Questa idea della missione della Nazione Tedesca sopravvive alla disfatta della prima guerra mondiale, ed esce anzi rafforzata dall’umiliazione del trattato di pace di Versailles. Se ne impadronisce uno dei personaggi più sinistri ed infausti della Storia, l’agitatore politico Adolf Hitler. I borghesi e gli industriali tedeschi porgono orecchio alle sue orazioni infiammate: Hitler promette bene, riuscirà a deviare sugli ebrei l’avversione che il proletariato tedesco tributa alle classi che l’hanno condotto alla sconfitta e al disastro economico. Nel giro di pochi anni, a partire dal 1933, egli riesce a trarre partito dalla collera di un paese umiliato e dall’orgoglio nazionalistico suscitato dai profeti che l’hanno preceduto, Lutero, Fichte, Hegel, Wagner, Gobineau, Chamberlain, Nitzsche: il suo pensiero ossessivo è quello di una Germania dominatrice, non nel lontano futuro ma subito; non attraverso una missione di civiltà, ma con le armi. Tutto ciò che non è germanico gli appare inferiore, anzi detestabile, ed i primi nemici della Germania sono gli ebrei, per molti motivi che Hitler enunciava con furore dogmatico: perché hanno sangue “diverso”; perché sono imparentati con altri ebrei in Inghilterra, in Russia, in America; perché sono eredi di una cultura in cui si ragiona e si discute prima di obbedire, ed in cui è vietato inchinarsi agli idoli, mentre lui stesso aspira ad essere venerato come un idolo, e non esita a proclamare che “dobbiamo diffidare dell’intelligenza e della coscienza, e riporre tutta la nostra fede negli istinti”. Infine, molto fra gli ebrei tedeschi hanno raggiunto posizioni chiave nell’economia, nella finanza, nelle arti, nella scienza nella letteratura: Hitler, pittore mancato, architetto fallito, riversa sugli ebrei il suo risentimento e la sua invidia di frustrato.
Questo seme d’intolleranza, cadendo su un terreno già fertile, vi attecchisce con incredibile vigore ma in forme nuove.
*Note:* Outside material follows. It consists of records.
//! CRUD operations for [`Workspace`] records.
//!
//! Workspaces are the only records looked up without a tenant scope: they
//! *are* the scope.

use agora_shared::WorkspaceId;
use rusqlite::{params, OptionalExtension};

use crate::database::Database;
use crate::error::Result;
use crate::models::Workspace;
use crate::sql::{id_col, json_col, not_found, now_ts, ts_col, ts_text};

const WORKSPACE_COLUMNS: &str = "id, external_id, name, ai_config, created_at";

impl Database {
    // ------------------------------------------------------------------
    // Create
    // ------------------------------------------------------------------

    /// Look up the workspace for a platform group, creating it on first
    /// sight. An existing record is returned unchanged.
    pub fn ensure_workspace(&mut self, external_id: &str, name: &str) -> Result<Workspace> {
        let tx = self.conn_mut().transaction()?;

        let existing = tx
            .query_row(
                &format!("SELECT {WORKSPACE_COLUMNS} FROM workspaces WHERE external_id = ?1"),
                params![external_id],
                row_to_workspace,
            )
            .optional()?;

        if let Some(workspace) = existing {
            return Ok(workspace);
        }

        let workspace = Workspace {
            id: WorkspaceId::new(),
            external_id: external_id.to_string(),
            name: name.to_string(),
            ai_config: None,
            created_at: now_ts(),
        };

        tx.execute(
            "INSERT INTO workspaces (id, external_id, name, ai_config, created_at)
             VALUES (?1, ?2, ?3, NULL, ?4)",
            params![
                workspace.id.to_string(),
                workspace.external_id,
                workspace.name,
                ts_text(&workspace.created_at),
            ],
        )?;
        tx.commit()?;

        tracing::info!(
            workspace = %workspace.id,
            external_id = %workspace.external_id,
            "created workspace"
        );
        Ok(workspace)
    }

    // ------------------------------------------------------------------
    // Read
    // ------------------------------------------------------------------

    pub fn get_workspace(&self, id: WorkspaceId) -> Result<Workspace> {
        self.conn()
            .query_row(
                &format!("SELECT {WORKSPACE_COLUMNS} FROM workspaces WHERE id = ?1"),
                params![id.to_string()],
                row_to_workspace,
            )
            .map_err(not_found)
    }

    pub fn get_workspace_by_external_id(&self, external_id: &str) -> Result<Workspace> {
        self.conn()
            .query_row(
                &format!("SELECT {WORKSPACE_COLUMNS} FROM workspaces WHERE external_id = ?1"),
                params![external_id],
                row_to_workspace,
            )
            .map_err(not_found)
    }

    /// List every workspace, oldest first. Used by the reminder scheduler to
    /// walk tenants one at a time.
    pub fn list_workspaces(&self) -> Result<Vec<Workspace>> {
        let mut stmt = self.conn().prepare(&format!(
            "SELECT {WORKSPACE_COLUMNS} FROM workspaces ORDER BY created_at ASC"
        ))?;

        let rows = stmt.query_map([], row_to_workspace)?;

        let mut workspaces = Vec::new();
        for row in rows {
            workspaces.push(row?);
        }
        Ok(workspaces)
    }

    // ------------------------------------------------------------------
    // Update
    // ------------------------------------------------------------------

    /// Replace the workspace's AI routing override tree (`None` clears it).
    pub fn set_workspace_ai_config(
        &self,
        id: WorkspaceId,
        ai_config: Option<&serde_json::Value>,
    ) -> Result<bool> {
        let encoded = ai_config.map(serde_json::to_string).transpose()?;
        let affected = self.conn().execute(
            "UPDATE workspaces SET ai_config = ?1 WHERE id = ?2",
            params![encoded, id.to_string()],
        )?;
        Ok(affected > 0)
    }
}

// ---------------------------------------------------------------------------
// Helpers
// ---------------------------------------------------------------------------

/// Map a `rusqlite::Row` to a [`Workspace`].
fn row_to_workspace(row: &rusqlite::Row<'_>) -> rusqlite::Result<Workspace> {
    Ok(Workspace {
        id: id_col(row, 0)?,
        external_id: row.get(1)?,
        name: row.get(2)?,
        ai_config: json_col(row, 3)?,
        created_at: ts_col(row, 4)?,
    })
}
//! The provider contract and the HTTP client for OpenAI-compatible APIs.
//!
//! OpenAI, Groq, Google (Gemini) and Anthropic all expose the
//! `chat/completions` + `embeddings` JSON API, so one client covers every
//! provider in the routing file; only the base URL differs.

use std::collections::BTreeMap;
use std::sync::Arc;
use std::time::Duration;

use async_trait::async_trait;
use serde::Deserialize;
use serde_json::json;

use crate::config::ProviderConfig;
use crate::error::{AiError, Result};
use crate::router::{AiRouter, CapabilityDescriptor};

const DEFAULT_EMBEDDING_MODEL: &str = "text-embedding-3-small";
const REQUEST_TIMEOUT: Duration = Duration::from_secs(60);

/// Generation knobs shared by every provider.
#[derive(Debug, Clone, PartialEq)]
pub struct GenerateOptions {
    pub temperature: f32,
    pub max_tokens: u32,
    pub system_prompt: Option<String>,
}

impl Default for GenerateOptions {
    fn default() -> Self {
        Self {
            temperature: 0.7,
            max_tokens: 1024,
            system_prompt: None,
        }
    }
}

/// A text-generation / embedding backend bound to one model.
#[async_trait]
pub trait AiProvider: Send + Sync {
    fn name(&self) -> &str;
    fn model(&self) -> &str;

    async fn generate(&self, prompt: &str, options: &GenerateOptions) -> Result<String>;

    async fn embed(&self, text: &str) -> Result<Vec<f32>>;
}

/// Builds a provider for a resolved descriptor.
pub trait ProviderFactory: Send + Sync {
    fn build(&self, descriptor: &CapabilityDescriptor) -> Result<Arc<dyn AiProvider>>;
}

// ---------------------------------------------------------------------------
// Registry
// ---------------------------------------------------------------------------

/// Builds [`OpenAiCompatibleProvider`]s from the `ai_providers` section.
pub struct ProviderRegistry {
    client: reqwest::Client,
    configs: BTreeMap<String, ProviderConfig>,
}

impl ProviderRegistry {
    pub fn new(configs: BTreeMap<String, ProviderConfig>) -> Result<Self> {
        let client = reqwest::Client::builder()
            .timeout(REQUEST_TIMEOUT)
            .build()
            .map_err(|e| AiError::Config(format!("failed to build HTTP client: {e}")))?;
        Ok(Self { client, configs })
    }

    /// A registry for every provider the router knows about.
    pub fn from_router(router: &AiRouter) -> Result<Self> {
        let configs = router
            .list_providers()
            .into_iter()
            .filter_map(|name| {
                router
                    .provider_config(name)
                    .ok()
                    .map(|config| (name.to_string(), config.clone()))
            })
            .collect();
        Self::new(configs)
    }
}

impl ProviderFactory for ProviderRegistry {
    fn build(&self, descriptor: &CapabilityDescriptor) -> Result<Arc<dyn AiProvider>> {
        let name = descriptor.provider.as_str();
        let config = self
            .configs
            .get(name)
            .ok_or_else(|| AiError::not_configured("provider lookup", Some(name)))?;

        let base_url = config
            .base_url
            .clone()
            .or_else(|| default_base_url(name).map(str::to_string))
            .ok_or_else(|| AiError::not_configured("provider lookup", Some(name)))?;

        Ok(Arc::new(OpenAiCompatibleProvider {
            client: self.client.clone(),
            name: name.to_string(),
            model: descriptor.model.clone(),
            embedding_model: config
                .embedding_model
                .clone()
                .unwrap_or_else(|| DEFAULT_EMBEDDING_MODEL.to_string()),
            api_key: config.api_key.clone(),
            base_url: base_url.trim_end_matches('/').to_string(),
        }))
    }
}

fn default_base_url(provider: &str) -> Option<&'static str> {
    match provider {
        "openai" => Some("https://api.openai.com/v1"),
        "groq" => Some("https://api.groq.com/openai/v1"),
        "google" => Some("https://generativelanguage.googleapis.com/v1beta/openai"),
        "anthropic" => Some("https://api.anthropic.com/v1"),
        _ => None,
    }
}

// ---------------------------------------------------------------------------
// OpenAI-compatible client
// ---------------------------------------------------------------------------

pub struct OpenAiCompatibleProvider {
    client: reqwest::Client,
    name: String,
    model: String,
    embedding_model: String,
    api_key: String,
    base_url: String,
}

#[derive(Deserialize)]
struct ChatResponse {
    #[serde(default)]
    choices: Vec<ChatChoice>,
}

#[derive(Deserialize)]
struct ChatChoice {
    message: ChatMessage,
}

#[derive(Deserialize)]
struct ChatMessage {
    content: Option<String>,
}

#[derive(Deserialize)]
struct EmbeddingResponse {
    #[serde(default)]
    data: Vec<EmbeddingData>,
}

#[derive(Deserialize)]
struct EmbeddingData {
    embedding: Vec<f32>,
}

impl OpenAiCompatibleProvider {
    async fn post(&self, path: &str, body: serde_json::Value) -> Result<reqwest::Response> {
        let response = self
            .client
            .post(format!("{}/{path}", self.base_url))
            .bearer_auth(&self.api_key)
            .json(&body)
            .send()
            .await
            .map_err(|e| AiError::Connection {
                provider: self.name.clone(),
                message: e.to_string(),
            })?;

        let status = response.status();
        if status == reqwest::StatusCode::TOO_MANY_REQUESTS {
            let retry_after = response
                .headers()
                .get(reqwest::header::RETRY_AFTER)
                .and_then(|v| v.to_str().ok())
                .and_then(|v| v.trim().parse::<f64>().ok())
                .filter(|secs| secs.is_finite() && *secs >= 0.0)
                .map(Duration::from_secs_f64);
            return Err(AiError::Quota {
                provider: self.name.clone(),
                message: "rate limit exceeded".into(),
                retry_after,
            });
        }
        if !status.is_success() {
            let text = response.text().await.unwrap_or_default();
            return Err(self.bad_response(format!("HTTP {status}: {text}")));
        }
        Ok(response)
    }

    fn bad_response(&self, message: impl Into<String>) -> AiError {
        AiError::Response {
            provider: self.name.clone(),
            message: message.into(),
        }
    }
}

#[async_trait]
impl AiProvider for OpenAiCompatibleProvider {
    fn name(&self) -> &str {
        &self.name
    }

    fn model(&self) -> &str {
        &self.model
    }

    async fn generate(&self, prompt: &str, options: &GenerateOptions) -> Result<String> {
        let body = json!({
            "model": self.model,
            "messages": chat_messages(prompt, options.system_prompt.as_deref()),
            "temperature": options.temperature,
            "max_tokens": options.max_tokens,
        });

        let response = self.post("chat/completions", body).await?;
        let parsed: ChatResponse = response
            .json()
            .await
            .map_err(|e| self.bad_response(e.to_string()))?;

        parsed
            .choices
            .into_iter()
            .next()
            .and_then(|choice| choice.message.content)
            .filter(|content| !content.is_empty())
            .ok_or_else(|| self.bad_response("empty completion"))
    }

    async fn embed(&self, text: &str) -> Result<Vec<f32>> {
        let body = json!({
            "model": self.embedding_model,
            "input": text,
        });

        let response = self.post("embeddings", body).await?;
        let parsed: EmbeddingResponse = response
            .json()
            .await
            .map_err(|e| self.bad_response(e.to_string()))?;

        parsed
            .data
            .into_iter()
            .next()
            .map(|d| d.embedding)
            .filter(|v| !v.is_empty())
            .ok_or_else(|| self.bad_response("empty embedding"))
    }
}

fn chat_messages(prompt: &str, system_prompt: Option<&str>) -> Vec<serde_json::Value> {
    let mut messages = Vec::with_capacity(2);
    if let Some(system) = system_prompt {
        messages.push(json!({ "role": "system", "content": system }));
    }
    messages.push(json!({ "role": "user", "content": prompt }));
    messages
}
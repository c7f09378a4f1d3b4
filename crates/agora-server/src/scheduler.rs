//! Background reminder loop.
//!
//! Every `interval` the scheduler looks for pending, not-yet-notified
//! reminders due within the lookahead window and posts each one to the
//! workspace's aggregate rooms through the shared [`Notifier`]. A reminder is
//! marked notified only once at least one delivery succeeded; otherwise it is
//! picked up again on the next pass.

use std::sync::{Arc, Mutex, PoisonError};
use std::time::Duration;

use agora_shared::protocol::{Destination, Notification};
use agora_store::{Reminder, StoreError};
use chrono::Utc;
use tokio::sync::watch;
use tokio::task::JoinHandle;
use tokio::time::MissedTickBehavior;
use tracing::{debug, error, info, warn};

use crate::notifier::Notifier;
use crate::store::Store;

struct Running {
    shutdown: watch::Sender<bool>,
    handle: JoinHandle<()>,
}

pub struct ReminderScheduler {
    inner: Arc<Inner>,
    running: Mutex<Option<Running>>,
}

struct Inner {
    store: Store,
    notifier: Arc<Notifier>,
    interval: Duration,
    lookahead: chrono::Duration,
}

impl ReminderScheduler {
    pub fn new(
        store: Store,
        notifier: Arc<Notifier>,
        interval: Duration,
        lookahead_hours: i64,
    ) -> Self {
        Self {
            inner: Arc::new(Inner {
                store,
                notifier,
                interval,
                lookahead: chrono::Duration::hours(lookahead_hours),
            }),
            running: Mutex::new(None),
        }
    }

    /// Spawn the loop. Calling this while it already runs only logs a warning.
    pub fn start(&self) {
        let mut running = self.running.lock().unwrap_or_else(PoisonError::into_inner);
        if running.is_some() {
            warn!("Reminder scheduler already running");
            return;
        }

        let (shutdown, mut shutdown_rx) = watch::channel(false);
        let inner = Arc::clone(&self.inner);

        let handle = tokio::spawn(async move {
            let mut ticker = tokio::time::interval(inner.interval);
            ticker.set_missed_tick_behavior(MissedTickBehavior::Delay);

            loop {
                tokio::select! {
                    biased;
                    _ = shutdown_rx.changed() => break,
                    _ = ticker.tick() => {
                        match inner.check_and_notify().await {
                            Ok(0) => {}
                            Ok(n) => info!(notified = n, "Reminder pass complete"),
                            Err(e) => error!(error = %e, "Reminder pass failed"),
                        }
                    }
                }
            }
            debug!("Reminder loop exited");
        });

        info!(
            interval_secs = self.inner.interval.as_secs(),
            lookahead_hours = self.inner.lookahead.num_hours(),
            "Reminder scheduler started"
        );
        *running = Some(Running { shutdown, handle });
    }

    /// Signal the loop and wait for it to finish. No-op when stopped.
    pub async fn stop(&self) {
        let running = self
            .running
            .lock()
            .unwrap_or_else(PoisonError::into_inner)
            .take();

        let Some(Running { shutdown, handle }) = running else {
            return;
        };
        let _ = shutdown.send(true);
        if let Err(e) = handle.await {
            error!(error = %e, "Reminder loop task failed");
        }
        info!("Reminder scheduler stopped");
    }

    pub fn is_running(&self) -> bool {
        self.running
            .lock()
            .unwrap_or_else(PoisonError::into_inner)
            .is_some()
    }

    /// One pass over every workspace. Returns how many reminders were newly
    /// marked notified.
    pub async fn check_and_notify(&self) -> Result<usize, StoreError> {
        self.inner.check_and_notify().await
    }
}

impl Inner {
    async fn check_and_notify(&self) -> Result<usize, StoreError> {
        let horizon = Utc::now() + self.lookahead;
        let workspaces = self.store.with(|db| db.list_workspaces())?;

        let mut notified = 0;
        for workspace in workspaces {
            let due = match self
                .store
                .with(|db| db.due_reminders(workspace.id, horizon))
            {
                Ok(due) => due,
                Err(e) => {
                    error!(workspace = %workspace.id, error = %e, "Failed to load due reminders");
                    continue;
                }
            };

            for reminder in due {
                match self.notify_reminder(&reminder).await {
                    Ok(true) => notified += 1,
                    Ok(false) => {}
                    Err(e) => {
                        error!(reminder = %reminder.id, error = %e, "Failed to process reminder")
                    }
                }
            }
        }
        Ok(notified)
    }

    async fn notify_reminder(&self, reminder: &Reminder) -> Result<bool, StoreError> {
        let ws = reminder.workspace_id;
        let rooms = self.store.with(|db| db.list_aggregate_rooms(ws))?;
        if rooms.is_empty() {
            debug!(reminder = %reminder.id, workspace = %ws, "No aggregate room, skipping reminder");
            return Ok(false);
        }

        let notification = reminder_notification(reminder);
        let mut delivered = 0;
        for room in &rooms {
            let destination = Destination {
                room_id: room.id,
                channel_external_id: room.external_id.clone(),
            };
            if self.notifier.deliver(&destination, &notification).await.is_ok() {
                delivered += 1;
            }
        }

        if delivered == 0 {
            warn!(reminder = %reminder.id, "Reminder not delivered to any room, will retry");
            return Ok(false);
        }

        let marked = self
            .store
            .with(|db| db.mark_reminder_notified(ws, reminder.id))?;
        if marked {
            info!(reminder = %reminder.id, rooms = delivered, "Reminder notified");
        }
        Ok(marked)
    }
}

pub fn reminder_notification(reminder: &Reminder) -> Notification {
    let mut notification = Notification::new("Reminder", format!("**{}**", reminder.title))
        .field(
            "Due",
            reminder.due_at.format("%Y-%m-%d %H:%M").to_string(),
            true,
        )
        .field("Status", reminder.status.as_str(), true);

    if let Some(description) = &reminder.description {
        notification = notification.field("Description", description, false);
    }

    notification.footer(format!("Reminder ID: {}", reminder.id))
}
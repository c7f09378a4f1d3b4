//! # agora-shared
//!
//! Types shared by every Agora crate: typed identifiers for each tenant-owned
//! entity, the small enums persisted as text, the inbound event / outbound
//! notification wire formats exchanged with the chat-platform gateway, and
//! the default tuning constants.

pub mod constants;
pub mod error;
pub mod protocol;
pub mod types;

pub use error::ParseEnumError;
pub use types::*;
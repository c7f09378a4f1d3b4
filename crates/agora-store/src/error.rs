use agora_shared::{ParseEnumError, ReminderStatus};
use thiserror::Error;

/// Errors produced by the store layer.
#[derive(Error, Debug)]
pub enum StoreError {
    /// SQLite error.
    #[error("Database error: {0}")]
    Sqlite(#[from] rusqlite::Error),

    /// Failed to determine a platform data directory.
    #[error("Could not determine application data directory")]
    NoDataDir,

    /// Generic I/O error (e.g. creating the database directory).
    #[error("IO error: {0}")]
    Io(#[from] std::io::Error),

    /// A query expected exactly one row but found none.
    #[error("Record not found")]
    NotFound,

    /// Migration failure.
    #[error("Migration error: {0}")]
    Migration(String),

    /// A stored override tree could not be encoded.
    #[error("JSON error: {0}")]
    Json(#[from] serde_json::Error),

    /// A text column held a value outside its enum.
    #[error("Invalid value: {0}")]
    InvalidValue(#[from] ParseEnumError),

    /// Reminder status changes are one-way: pending -> done | cancelled.
    #[error("Invalid reminder transition: {from} -> {to}")]
    InvalidTransition {
        from: ReminderStatus,
        to: ReminderStatus,
    },

    /// A room link that would loop onto itself or duplicate an existing edge.
    #[error("Invalid room link: {0}")]
    InvalidLink(String),

    /// The shared handle could not be used (e.g. its lock was poisoned).
    #[error("Store unavailable: {0}")]
    Unavailable(String),
}

/// Convenience alias used throughout the crate.
pub type Result<T> = std::result::Result<T, StoreError>;
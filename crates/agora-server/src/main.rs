//! # agora-server
//!
//! Tenant-isolated message routing service for chat-platform groups.
//!
//! This binary provides:
//! - **Ingestion** of gateway events (messages, channel renames and deletes)
//!   into a per-workspace SQLite store, with attachment download
//! - **Notification fan-out** from rooms to their linked aggregate rooms,
//!   paced per destination and bounded globally
//! - **Reminder scheduling** posting due reminders to aggregate rooms
//! - **REST API** (axum) for events, room-graph administration, search,
//!   reminders and AI summaries

mod admin;
mod api;
mod blob_store;
mod config;
mod error;
mod ingest;
mod notifier;
mod scheduler;
mod sender;
mod store;

use std::sync::Arc;

use agora_ai::{AiRouter, ProviderRegistry, Summarizer};
use agora_shared::constants::APP_NAME;
use agora_store::Database;
use tracing::{info, warn};
use tracing_subscriber::EnvFilter;

use crate::api::AppState;
use crate::blob_store::LocalBlobStore;
use crate::config::ServerConfig;
use crate::ingest::IngestService;
use crate::notifier::{Notifier, NotifierConfig};
use crate::scheduler::ReminderScheduler;
use crate::sender::{LogSender, Sender, WebhookSender};
use crate::store::Store;

#[tokio::main]
async fn main() -> anyhow::Result<()> {
    // -----------------------------------------------------------------------
    // 1. Initialize tracing (respects RUST_LOG env var)
    // -----------------------------------------------------------------------
    tracing_subscriber::fmt()
        .with_env_filter(
            EnvFilter::try_from_default_env()
                .unwrap_or_else(|_| EnvFilter::new("info,agora_server=debug")),
        )
        .init();

    info!("Starting {} server v{}", APP_NAME, env!("CARGO_PKG_VERSION"));

    // -----------------------------------------------------------------------
    // 2. Load configuration
    // -----------------------------------------------------------------------
    let config = ServerConfig::from_env();
    info!(?config, "Loaded configuration");

    // -----------------------------------------------------------------------
    // 3. Open the database
    // -----------------------------------------------------------------------
    let db = match &config.database_path {
        Some(path) => Database::open_at(path)?,
        None => Database::new()?,
    };
    let store = Store::new(db);

    // -----------------------------------------------------------------------
    // 4. Initialize subsystems
    // -----------------------------------------------------------------------
    let blobs = Arc::new(
        LocalBlobStore::new(config.blob_storage_path.clone(), config.max_attachment_size).await?,
    );

    let sender: Arc<dyn Sender> = match &config.outbound_webhook_url {
        Some(url) => {
            info!(url = %url, "Delivering notifications through outbound webhook");
            Arc::new(WebhookSender::new(url.clone(), config.gateway_token.clone())?)
        }
        None => {
            warn!(
                "OUTBOUND_WEBHOOK_URL not set, notifications will only be logged \
                 and reminders stay pending"
            );
            Arc::new(LogSender)
        }
    };

    let notifier = Arc::new(Notifier::new(
        store.clone(),
        sender,
        NotifierConfig {
            max_concurrency: config.fanout_max_concurrency,
            cooldown: config.fanout_cooldown,
        },
    ));

    let ingest = IngestService::new(
        store.clone(),
        blobs,
        Arc::clone(&notifier),
        config.fanout_find_similar,
    )?;

    let summarizer = load_summarizer(&config, &store)?;

    let app_state = AppState {
        store: store.clone(),
        ingest: Arc::new(ingest),
        summarizer,
        config: Arc::new(config.clone()),
    };

    // -----------------------------------------------------------------------
    // 5. Spawn background tasks
    // -----------------------------------------------------------------------
    let scheduler = ReminderScheduler::new(
        store,
        notifier,
        config.reminder_check_interval,
        config.reminder_lookahead_hours,
    );
    scheduler.start();

    // -----------------------------------------------------------------------
    // 6. Run the HTTP API server (blocks until shutdown)
    // -----------------------------------------------------------------------
    let result = tokio::select! {
        result = api::serve(app_state, config.http_addr) => result,
        _ = tokio::signal::ctrl_c() => {
            info!("Received Ctrl+C, shutting down");
            Ok(())
        }
    };

    scheduler.stop().await;

    if let Err(e) = &result {
        tracing::error!(error = %e, "HTTP server failed");
    }
    result
}

/// Build the summarizer from the routing file plus the overrides stored on
/// workspaces and rooms. A missing file disables AI features.
fn load_summarizer(config: &ServerConfig, store: &Store) -> anyhow::Result<Option<Arc<Summarizer>>> {
    if !config.ai_config_path.exists() {
        warn!(
            path = %config.ai_config_path.display(),
            "AI routing file not found, AI features disabled"
        );
        return Ok(None);
    }

    let (workspaces, rooms) = store.with(|db| {
        let workspaces = db.list_workspaces()?;
        let mut rooms = Vec::new();
        for ws in &workspaces {
            rooms.extend(db.list_rooms(ws.id)?);
        }
        Ok((workspaces, rooms))
    })?;

    let router = AiRouter::from_yaml_file(&config.ai_config_path)?
        .with_workspace_overrides(
            workspaces
                .iter()
                .filter_map(|ws| ws.ai_config.as_ref().map(|tree| (ws.id, tree))),
        )
        .with_room_overrides(
            rooms
                .iter()
                .filter_map(|room| room.ai_config.as_ref().map(|tree| (room.id, tree))),
        );

    info!(
        purposes = ?router.list_purposes(),
        providers = ?router.list_providers(),
        "AI routing loaded"
    );

    let registry = ProviderRegistry::from_router(&router)?;
    Ok(Some(Arc::new(Summarizer::new(
        Arc::new(router),
        Arc::new(registry),
    ))))
}
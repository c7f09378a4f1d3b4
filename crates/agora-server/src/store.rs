//! Shared access to the SQLite database.
//!
//! `rusqlite::Connection` is synchronous, so every component goes through
//! [`Store::with`], which holds the lock for the duration of one closure.
//! The closure cannot `.await`, so the lock is never held across a
//! suspension point.

use std::sync::{Arc, Mutex};

use agora_store::{Database, StoreError};

#[derive(Clone)]
pub struct Store {
    db: Arc<Mutex<Database>>,
}

impl Store {
    pub fn new(db: Database) -> Self {
        Self {
            db: Arc::new(Mutex::new(db)),
        }
    }

    /// Run `f` with exclusive access to the database.
    pub fn with<T, F>(&self, f: F) -> Result<T, StoreError>
    where
        F: FnOnce(&mut Database) -> Result<T, StoreError>,
    {
        let mut db = self
            .db
            .lock()
            .map_err(|_| StoreError::Unavailable("database lock poisoned".into()))?;
        f(&mut db)
    }

    #[cfg(test)]
    pub fn in_memory() -> Self {
        Self::new(Database::open_in_memory().expect("in-memory database"))
    }

    /// Leave the lock poisoned, as a panic inside [`Store::with`] would.
    #[cfg(test)]
    pub fn poison(&self) {
        let db = Arc::clone(&self.db);
        let _ = std::thread::spawn(move || {
            let _guard = db.lock().unwrap();
            panic!("poison the lock");
        })
        .join();
    }

    #[cfg(test)]
    pub fn clear_poison(&self) {
        self.db.clear_poison();
    }
}
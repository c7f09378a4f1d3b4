use rusqlite::Connection;

const UP_SQL: &str = r#"
CREATE TABLE IF NOT EXISTS attachments (
    id           TEXT PRIMARY KEY NOT NULL,    -- UUID v4
    workspace_id TEXT NOT NULL,
    message_id   TEXT NOT NULL,
    file_name    TEXT NOT NULL,
    blob_key     TEXT NOT NULL,                -- key in the blob store
    content_type TEXT,
    file_type    TEXT NOT NULL,                -- image / video / voice / document
    file_size    INTEGER NOT NULL,
    blake3_hash  TEXT NOT NULL,

    FOREIGN KEY (message_id, workspace_id) REFERENCES messages(id, workspace_id)
);

CREATE INDEX IF NOT EXISTS idx_attachments_message ON attachments(workspace_id, message_id);
"#;

pub fn up(conn: &Connection) -> Result<(), rusqlite::Error> {
    conn.execute_batch(UP_SQL)
}
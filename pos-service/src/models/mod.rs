//! Domain models for pos-service.

mod cash_day;
mod client;
mod product;
mod sale;
mod supplier;
mod user;

pub use cash_day::{
    compute_close, CashDay, CashDayStatus, CashDayWithSales, CloseTotals, ClosedDaySummary,
    ExtraExpense, SupplierPayment,
};
pub use client::{Client, CreateClient, UpdateClient};
pub use product::{CreateProduct, Product, UpdateProduct};
pub use sale::{NewSale, NewSaleItem, Sale, SaleItem, SaleStatus, SaleWithItems};
pub use supplier::{CreateSupplier, Supplier, UpdateSupplier};
pub use user::{CreateUser, SanitizedUser, User, UserRole};
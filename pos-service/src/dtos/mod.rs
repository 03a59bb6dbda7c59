//! Request/response payloads for pos-service.

pub mod auth;
pub mod client;
pub mod daily_cash;
pub mod product;
pub mod sale;
pub mod supplier;

use serde::Serialize;

/// Minimal error payload used by the auth middleware and extractors.
#[derive(Debug, Serialize)]
pub struct ErrorResponse {
    pub error: String,
}
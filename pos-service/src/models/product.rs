//! Product catalog model for pos-service.

use chrono::{DateTime, Utc};
use rust_decimal::Decimal;
use serde::{Deserialize, Serialize};
use sqlx::FromRow;
use uuid::Uuid;

/// Catalog product with tracked stock.
#[derive(Debug, Clone, Serialize, Deserialize, FromRow)]
#[serde(rename_all = "camelCase")]
pub struct Product {
    pub product_id: Uuid,
    pub user_id: Uuid,
    pub name: String,
    pub category: Option<String>,
    pub price: Decimal,
    pub cost: Option<Decimal>,
    pub stock: i32,
    pub barcode: Option<String>,
    pub description: Option<String>,
    pub created_utc: DateTime<Utc>,
    pub updated_utc: DateTime<Utc>,
}

/// Input for creating a product.
#[derive(Debug, Clone)]
pub struct CreateProduct {
    pub user_id: Uuid,
    pub name: String,
    pub category: Option<String>,
    pub price: Decimal,
    pub cost: Option<Decimal>,
    pub stock: i32,
    pub barcode: Option<String>,
    pub description: Option<String>,
}

/// Input for updating a product. `None` fields are left unchanged.
#[derive(Debug, Clone, Default)]
pub struct UpdateProduct {
    pub name: Option<String>,
    pub category: Option<String>,
    pub price: Option<Decimal>,
    pub cost: Option<Decimal>,
    pub stock: Option<i32>,
    pub barcode: Option<String>,
    pub description: Option<String>,
}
L’antisemitismo di stampo fascista, quello che il Verbo bandito da Hitler risveglia nel popolo tedesco, è più barbarico di tutti i precedenti: vi convergono dottrine biologiche artificiosamente distorte, secondo cui le razze deboli devono cedere davanti alle forti; le assurde credenze popolari che il buon senso aveva sepolte da secoli; una propaganda senza soste. Si toccano estremi mai sentiti prima. L’ebraismo non è una religione da cui ci si può allontanare col battesimo, né una tradizione culturale che si può abbandonare per un’altra: è una sottospecie umana, una razza diversa e inferiore a tutte le altre. Gli ebrei sono solo apparentemente esseri umani: in realtà sono qualcosa di diverso: di abominevole e indefinibile, “più lontani dai tedeschi che le scimmie dagli uomini”; sono colpevoli di tutto, del rapace capitalismo americano e del bolscevismo sovietico, della sconfitta del 1918, dell’inflazione del 1923; liberalismo, democrazia, socialismo e comunismo sono sataniche invenzioni ebraiche, che minacciano la solidità monolitica dello Stato nazista.
Il passaggio dalla predicazione teorica all’attuazione pratica è stato rapido e brutale. Nel 1933, solo due mesi dopo che Hitler ha conquistato il potere, nasce Dachau, il primo Lager. Nel maggio dello stesso anno si accende il primo rogo di libri di autori ebrei o nemici del nazismo (ma più di cento anni prima Heine, poeta ebreo tedesco, aveva scritto.: “Chi brucia i libri finisce presto o tardi col bruciare uomini”). Nel 1935 l’antisemitismo viene codificato in una monumentale e minuziosissima legislazione, le Leggi di Norimberga. Nel 1930, in una sola notte di disordini pilotati dall’alto, vengono incendiate 191 sinagoghe e distrutti migliaia di negozi di ebrei. Nel 11939 gli ebrei della Polonia testé occupata vengono rinchiusi nei ghetti. Nel 1940 viene aperto il Lager di Auschwitz. Nel 1941-42 la macchina dello sterminio è in piena azione: le vittime saliranno a milioni nel 1944.